• MATERIAL TO PROCESS:
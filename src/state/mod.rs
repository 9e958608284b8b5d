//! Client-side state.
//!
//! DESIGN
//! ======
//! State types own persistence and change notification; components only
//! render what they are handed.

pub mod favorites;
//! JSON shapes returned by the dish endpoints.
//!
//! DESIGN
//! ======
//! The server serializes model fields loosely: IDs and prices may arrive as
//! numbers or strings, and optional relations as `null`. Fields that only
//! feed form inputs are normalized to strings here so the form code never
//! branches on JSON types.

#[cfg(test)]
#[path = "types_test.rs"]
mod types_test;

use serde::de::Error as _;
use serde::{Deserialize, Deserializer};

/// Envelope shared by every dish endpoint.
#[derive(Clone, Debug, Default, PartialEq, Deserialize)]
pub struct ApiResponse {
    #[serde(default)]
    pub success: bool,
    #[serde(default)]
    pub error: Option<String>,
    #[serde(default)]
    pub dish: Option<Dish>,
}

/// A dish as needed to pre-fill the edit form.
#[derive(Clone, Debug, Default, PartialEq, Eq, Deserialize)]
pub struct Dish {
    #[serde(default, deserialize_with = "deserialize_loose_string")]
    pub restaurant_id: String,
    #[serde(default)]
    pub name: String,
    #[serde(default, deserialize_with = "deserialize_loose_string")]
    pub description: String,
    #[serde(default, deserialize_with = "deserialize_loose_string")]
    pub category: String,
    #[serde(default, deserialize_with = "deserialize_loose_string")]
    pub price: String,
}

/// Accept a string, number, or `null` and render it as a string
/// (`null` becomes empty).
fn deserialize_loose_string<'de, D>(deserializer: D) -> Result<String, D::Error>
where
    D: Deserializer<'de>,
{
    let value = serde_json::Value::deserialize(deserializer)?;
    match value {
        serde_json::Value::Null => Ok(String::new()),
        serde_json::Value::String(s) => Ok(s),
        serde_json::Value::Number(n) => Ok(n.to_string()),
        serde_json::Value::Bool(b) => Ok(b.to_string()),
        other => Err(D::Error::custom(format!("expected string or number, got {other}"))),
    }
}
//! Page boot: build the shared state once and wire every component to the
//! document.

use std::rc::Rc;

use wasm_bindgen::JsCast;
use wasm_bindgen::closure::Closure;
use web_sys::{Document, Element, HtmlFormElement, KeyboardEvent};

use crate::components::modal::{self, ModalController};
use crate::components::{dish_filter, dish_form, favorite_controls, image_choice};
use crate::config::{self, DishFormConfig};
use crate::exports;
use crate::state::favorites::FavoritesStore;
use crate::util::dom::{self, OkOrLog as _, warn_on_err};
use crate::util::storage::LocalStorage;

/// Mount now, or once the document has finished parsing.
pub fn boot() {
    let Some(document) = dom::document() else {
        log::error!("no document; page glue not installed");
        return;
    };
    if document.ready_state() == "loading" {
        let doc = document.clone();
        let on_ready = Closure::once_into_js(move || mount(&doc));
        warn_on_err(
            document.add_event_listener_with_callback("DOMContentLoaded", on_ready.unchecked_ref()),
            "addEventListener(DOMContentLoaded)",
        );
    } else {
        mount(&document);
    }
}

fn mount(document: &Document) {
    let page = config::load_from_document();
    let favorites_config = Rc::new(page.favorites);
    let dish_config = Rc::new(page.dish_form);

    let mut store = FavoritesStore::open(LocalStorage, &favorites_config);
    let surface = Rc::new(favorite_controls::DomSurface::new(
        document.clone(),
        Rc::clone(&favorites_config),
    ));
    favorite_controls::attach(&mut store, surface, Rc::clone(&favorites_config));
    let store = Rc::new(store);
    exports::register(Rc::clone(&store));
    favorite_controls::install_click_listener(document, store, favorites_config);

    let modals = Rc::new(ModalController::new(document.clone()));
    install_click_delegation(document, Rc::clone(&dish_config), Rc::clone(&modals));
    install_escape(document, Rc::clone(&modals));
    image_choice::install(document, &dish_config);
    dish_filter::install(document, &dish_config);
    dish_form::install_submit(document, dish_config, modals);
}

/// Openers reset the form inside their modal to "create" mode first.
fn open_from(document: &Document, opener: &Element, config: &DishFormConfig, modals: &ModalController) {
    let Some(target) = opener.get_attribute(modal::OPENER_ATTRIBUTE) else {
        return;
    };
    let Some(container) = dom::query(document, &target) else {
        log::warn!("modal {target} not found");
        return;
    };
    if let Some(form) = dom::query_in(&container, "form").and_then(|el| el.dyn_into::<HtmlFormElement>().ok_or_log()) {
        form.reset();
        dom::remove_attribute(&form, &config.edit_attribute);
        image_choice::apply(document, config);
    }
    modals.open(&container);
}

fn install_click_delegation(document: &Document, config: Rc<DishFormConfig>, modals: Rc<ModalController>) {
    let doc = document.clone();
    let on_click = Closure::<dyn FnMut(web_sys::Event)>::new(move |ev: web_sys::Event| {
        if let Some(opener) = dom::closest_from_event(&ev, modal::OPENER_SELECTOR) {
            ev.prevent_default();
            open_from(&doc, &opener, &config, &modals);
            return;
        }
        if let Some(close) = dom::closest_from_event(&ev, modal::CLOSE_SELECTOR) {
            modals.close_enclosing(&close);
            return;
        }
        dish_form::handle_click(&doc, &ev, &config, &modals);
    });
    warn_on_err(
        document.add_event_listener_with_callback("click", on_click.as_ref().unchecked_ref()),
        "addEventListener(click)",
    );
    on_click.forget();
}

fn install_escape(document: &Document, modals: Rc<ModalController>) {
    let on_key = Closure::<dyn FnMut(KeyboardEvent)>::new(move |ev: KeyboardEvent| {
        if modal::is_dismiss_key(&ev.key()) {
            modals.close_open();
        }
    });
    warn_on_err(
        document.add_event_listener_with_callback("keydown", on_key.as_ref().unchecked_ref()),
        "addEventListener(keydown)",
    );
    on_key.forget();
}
* * *
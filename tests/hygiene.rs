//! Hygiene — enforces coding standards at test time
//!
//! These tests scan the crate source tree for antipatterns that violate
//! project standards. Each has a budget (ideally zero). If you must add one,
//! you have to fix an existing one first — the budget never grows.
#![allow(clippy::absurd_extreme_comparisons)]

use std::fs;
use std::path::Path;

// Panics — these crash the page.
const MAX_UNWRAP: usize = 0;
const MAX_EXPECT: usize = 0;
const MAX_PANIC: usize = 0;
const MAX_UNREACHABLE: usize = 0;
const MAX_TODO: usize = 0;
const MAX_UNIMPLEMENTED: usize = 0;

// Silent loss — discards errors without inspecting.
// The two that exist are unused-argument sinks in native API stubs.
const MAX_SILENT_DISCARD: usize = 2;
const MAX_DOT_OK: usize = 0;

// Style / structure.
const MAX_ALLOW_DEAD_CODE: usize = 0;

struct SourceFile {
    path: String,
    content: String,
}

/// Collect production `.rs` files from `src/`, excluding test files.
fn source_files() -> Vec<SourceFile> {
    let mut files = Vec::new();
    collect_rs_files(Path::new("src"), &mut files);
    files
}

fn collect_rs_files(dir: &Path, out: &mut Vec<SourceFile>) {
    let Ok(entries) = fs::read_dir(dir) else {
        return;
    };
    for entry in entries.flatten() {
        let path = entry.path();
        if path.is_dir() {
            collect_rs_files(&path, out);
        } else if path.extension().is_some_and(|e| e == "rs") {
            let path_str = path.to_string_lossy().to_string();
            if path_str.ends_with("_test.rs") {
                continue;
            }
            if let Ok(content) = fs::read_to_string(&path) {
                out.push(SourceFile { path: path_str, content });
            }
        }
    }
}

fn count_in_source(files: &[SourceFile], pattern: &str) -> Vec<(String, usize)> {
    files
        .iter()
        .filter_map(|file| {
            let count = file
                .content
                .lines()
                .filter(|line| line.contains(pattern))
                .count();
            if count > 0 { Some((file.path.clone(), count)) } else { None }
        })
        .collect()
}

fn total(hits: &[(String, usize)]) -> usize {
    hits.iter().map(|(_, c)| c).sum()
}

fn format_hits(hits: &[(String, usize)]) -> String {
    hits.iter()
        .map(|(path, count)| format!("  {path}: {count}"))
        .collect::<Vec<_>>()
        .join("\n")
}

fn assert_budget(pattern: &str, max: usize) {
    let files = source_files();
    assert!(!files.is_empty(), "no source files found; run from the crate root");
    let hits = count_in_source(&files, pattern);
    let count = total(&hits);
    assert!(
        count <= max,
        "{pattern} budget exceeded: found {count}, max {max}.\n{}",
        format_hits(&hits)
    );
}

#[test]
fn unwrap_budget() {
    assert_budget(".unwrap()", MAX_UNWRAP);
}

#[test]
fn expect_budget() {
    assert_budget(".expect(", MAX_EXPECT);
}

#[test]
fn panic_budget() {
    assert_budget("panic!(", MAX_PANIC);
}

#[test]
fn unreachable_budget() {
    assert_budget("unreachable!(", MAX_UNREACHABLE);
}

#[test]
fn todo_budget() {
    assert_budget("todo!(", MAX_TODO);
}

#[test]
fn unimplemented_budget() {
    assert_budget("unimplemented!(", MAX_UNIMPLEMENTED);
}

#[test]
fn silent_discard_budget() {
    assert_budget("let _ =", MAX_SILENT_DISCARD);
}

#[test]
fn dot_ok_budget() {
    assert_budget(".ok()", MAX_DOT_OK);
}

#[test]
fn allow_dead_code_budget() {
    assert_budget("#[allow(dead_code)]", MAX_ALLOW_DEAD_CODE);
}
--
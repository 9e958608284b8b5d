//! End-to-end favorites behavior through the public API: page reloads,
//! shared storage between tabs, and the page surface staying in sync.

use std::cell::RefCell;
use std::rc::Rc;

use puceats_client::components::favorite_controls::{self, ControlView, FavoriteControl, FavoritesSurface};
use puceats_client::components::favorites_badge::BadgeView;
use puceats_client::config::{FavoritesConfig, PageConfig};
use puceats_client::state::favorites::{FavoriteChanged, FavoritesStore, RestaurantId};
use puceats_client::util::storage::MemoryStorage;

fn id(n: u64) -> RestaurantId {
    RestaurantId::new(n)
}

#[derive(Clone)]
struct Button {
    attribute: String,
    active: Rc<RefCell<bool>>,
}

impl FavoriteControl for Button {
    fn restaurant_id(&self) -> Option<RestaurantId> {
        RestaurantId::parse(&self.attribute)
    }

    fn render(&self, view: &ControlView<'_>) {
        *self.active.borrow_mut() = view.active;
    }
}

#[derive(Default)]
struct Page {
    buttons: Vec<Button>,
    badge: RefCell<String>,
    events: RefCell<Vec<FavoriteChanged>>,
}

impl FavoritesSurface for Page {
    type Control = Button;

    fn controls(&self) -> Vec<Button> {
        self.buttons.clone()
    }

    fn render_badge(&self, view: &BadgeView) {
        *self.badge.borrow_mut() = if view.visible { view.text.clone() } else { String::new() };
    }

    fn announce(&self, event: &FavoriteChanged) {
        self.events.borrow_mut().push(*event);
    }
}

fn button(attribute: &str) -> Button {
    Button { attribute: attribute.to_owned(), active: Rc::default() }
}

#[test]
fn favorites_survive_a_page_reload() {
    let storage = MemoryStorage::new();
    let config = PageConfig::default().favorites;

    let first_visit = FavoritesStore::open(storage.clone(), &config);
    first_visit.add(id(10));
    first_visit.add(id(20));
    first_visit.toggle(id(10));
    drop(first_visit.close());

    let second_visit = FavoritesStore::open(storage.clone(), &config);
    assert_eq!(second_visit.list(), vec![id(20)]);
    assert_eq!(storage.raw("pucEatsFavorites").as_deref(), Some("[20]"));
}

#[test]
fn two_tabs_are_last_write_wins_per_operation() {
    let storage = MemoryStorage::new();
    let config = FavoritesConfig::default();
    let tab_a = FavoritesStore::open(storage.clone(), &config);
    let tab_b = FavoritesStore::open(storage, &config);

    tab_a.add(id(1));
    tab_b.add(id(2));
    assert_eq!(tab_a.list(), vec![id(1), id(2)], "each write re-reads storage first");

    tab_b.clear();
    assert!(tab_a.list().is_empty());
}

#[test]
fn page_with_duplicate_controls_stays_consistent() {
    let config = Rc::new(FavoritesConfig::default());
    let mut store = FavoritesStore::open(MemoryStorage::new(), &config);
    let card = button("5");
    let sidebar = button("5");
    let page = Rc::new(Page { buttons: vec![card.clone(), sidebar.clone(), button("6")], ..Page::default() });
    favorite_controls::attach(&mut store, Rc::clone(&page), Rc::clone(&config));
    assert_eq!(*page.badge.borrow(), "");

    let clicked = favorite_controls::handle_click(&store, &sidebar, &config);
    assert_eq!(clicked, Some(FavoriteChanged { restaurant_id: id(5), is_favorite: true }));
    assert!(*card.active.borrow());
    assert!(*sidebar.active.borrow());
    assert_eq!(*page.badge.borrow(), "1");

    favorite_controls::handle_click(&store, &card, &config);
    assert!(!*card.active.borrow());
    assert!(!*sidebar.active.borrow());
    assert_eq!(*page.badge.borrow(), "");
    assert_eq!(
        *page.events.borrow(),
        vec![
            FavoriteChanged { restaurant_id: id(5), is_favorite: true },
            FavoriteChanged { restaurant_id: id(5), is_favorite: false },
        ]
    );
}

• TASK DETAILS:
Repeat word for word the lines above that run from the line containing "filename src/state/mod.rs" through the line containing "pub struct ApiResponse", both ends included, and nothing else.

• ANSWER TO THE PROBLEM:
filename src/state/mod.rs
repository 9e958608284b8b5d
//! Client-side state.
//!
//! DESIGN
//! ======
//! State types own persistence and change notification; components only
//! render what they are handed.

pub mod favorites;
//! JSON shapes returned by the dish endpoints.
//!
//! DESIGN
//! ======
//! The server serializes model fields loosely: IDs and prices may arrive as
//! numbers or strings, and optional relations as `null`. Fields that only
//! feed form inputs are normalized to strings here so the form code never
//! branches on JSON types.

#[cfg(test)]
#[path = "types_test.rs"]
mod types_test;

use serde::de::Error as _;
use serde::{Deserialize, Deserializer};

/// Envelope shared by every dish endpoint.
#[derive(Clone, Debug, Default, PartialEq, Deserialize)]
pub struct ApiResponse {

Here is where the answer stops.